Yesterday, during the New York Yankees game, long-time game caller and commenter Ken Singleton made an announcement that had fellow broadcaster Michael Kay holding back tears. He told his followers that today would be his last time broadcasting baseball. This shouldn’t have come as a big surprise because he has been hinting at it for the last few years. But, nevertheless, the news left many very sad, me included.
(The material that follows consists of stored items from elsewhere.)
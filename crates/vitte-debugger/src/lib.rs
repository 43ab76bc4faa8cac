//! vitte-debugger — débogueur source-level pour Vitte-Script.
//!
//! Organisation, de la source au pilotage :
//! - [`line_id`] : calcul de l'identifiant de site de probe (`LineId`).
//! - [`line_mapper`] : table `LineId → LineDetails`, et son inverse.
//! - [`instrumenter`] : réécriture de la source avec probes insérées.
//! - [`module`] : lecture et cache des modules sources.
//! - [`breakpoint`] : ensemble des points d'arrêt par module.
//! - [`control`] : boucle de contrôle (`Mode`, `DebugAction`, `QuitSignal`).
//! - [`ui`] : contrat que la boucle de contrôle attend de l'interface.
//! - [`vm_bridge`] : constantes et logique de branchement à la VM hôte.
//! - [`layout`] : schéma de mise en page JSON de l'UI (feature `std`).
//! - [`extension`] : chargement d'extensions natives (feature `extensions`).
//! - [`error`] : taxonomie d'erreurs commune au crate.

pub mod breakpoint;
pub mod control;
pub mod error;
pub mod instrumenter;
pub mod layout;
pub mod line_id;
pub mod line_mapper;
pub mod module;
pub mod ui;
pub mod vm_bridge;

#[cfg(feature = "extensions")]
pub mod extension;

/// Réexports pratiques pour les consommatrices du crate.
pub mod prelude {
    pub use crate::breakpoint::BreakpointSet;
    pub use crate::control::{DebugAction, DebugSession, Mode, QuitSignal};
    pub use crate::error::{DebuggerError, Result};
    pub use crate::instrumenter::instrument;
    pub use crate::line_id::{compute_line_id, LineId};
    pub use crate::line_mapper::{LineDetails, LineMapper};
    pub use crate::module::{Module, ModuleCache};
    pub use crate::ui::UiCollaborator;
    pub use crate::vm_bridge::{is_debug_callback, FACADE_CLASS, FACADE_CLASS_CODE, FACADE_MODULE, FACADE_SIGNATURE};

    #[cfg(feature = "extensions")]
    pub use crate::extension::{NativeExtension, NativeExtensionRegistry};
}
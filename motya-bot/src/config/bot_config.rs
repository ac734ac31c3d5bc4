//! BotConfig: every section loaded from env. Call `validate()` after `load()` to fail fast.

use anyhow::Result;
use llm_client::EnvLlmConfig;

use super::{BaseConfig, LimitsConfig, ScheduleConfig, ServicesConfig};

#[derive(Debug, Clone)]
pub struct BotConfig {
    pub base: BaseConfig,
    pub model: EnvLlmConfig,
    pub services: ServicesConfig,
    pub schedule: ScheduleConfig,
    pub limits: LimitsConfig,
}

impl BotConfig {
    /// Load full config from environment variables. If `token` is provided it overrides BOT_TOKEN.
    pub fn load(token: Option<String>) -> Result<Self> {
        Ok(Self {
            base: BaseConfig::load(token)?,
            model: EnvLlmConfig::from_env()?,
            services: ServicesConfig::from_env(),
            schedule: ScheduleConfig::from_env()?,
            limits: LimitsConfig::from_env()?,
        })
    }

    pub fn validate(&self) -> Result<()> {
        self.base.validate()?;
        self.model.validate()?;
        self.services.validate()?;
        self.schedule.validate()?;
        self.limits.validate()
    }

    pub fn bot_token(&self) -> &str {
        &self.base.bot_token
    }
    pub fn database_url(&self) -> &str {
        &self.base.database_url
    }
    pub fn log_file(&self) -> &str {
        &self.base.log_file
    }
    pub fn telegram_api_url(&self) -> Option<&str> {
        self.base.telegram_api_url.as_deref()
    }
}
Kenny was one of my favorite broadcasters. I add his name to Mel Allen, Phil Rizzuto, Bobby Mercer, Al Leiter, Michael Kay, and David Cone as my most enjoyable announcers over the years. Of course, these guys had their own thing, but Kenny was always a calming force in the booth with his knowledgeable and beautiful tone to his voice. There was no “Holy Cow” or the like, just clear and understandable comments. His most familiar call was “This one is gone.”
Singleton had an outstanding baseball career. He started with the Montreal Expos, but by 1974 he was traded to the Baltimore Orioles, where he finished his career in 1984 with the Orioles. He had a lifetime batting average of .282 with an on-base percentage of .388 with 246 home runs. In his 15-year major league career, he played in 2,082 games with 2.029 hits.Â He was also an excellent defender with a .980 fielding percentage.
Immediately after retiring from active play, he became a radio broadcaster for WJZ in Baltimore. Then, for two years, he was the color commentator for the Toronto Blue Jays. After that stint, he became the color commentator for the Montreal Expos. Finally, after that, the then New York Yankee owner George Steinbrenner lured him away to work for the New York Yankees and YES Network to serve in the dual role of play-by-play announcer and color commentator along with Michael Kay for the last 25 years.
Last year Singleton wanted to retire, but Kay and producer John J. Filippelli got him to stay with a reduced schedule covering mostly Baltimore Oriole games and a few other series sprinkled in, including these last three games of the season. But as of today, it is over. Singleton thanked everyone conceivable, including the Steinbrenner family and George in particular, for letting a non-Yankee player do his thing for so many years. The New York City native is now 74 and will retire to his home in the Baltimore area with his wife Suzanne Molino Singleton and their four children.
This writer wishes him a happy and healthy retirement for himself and his family.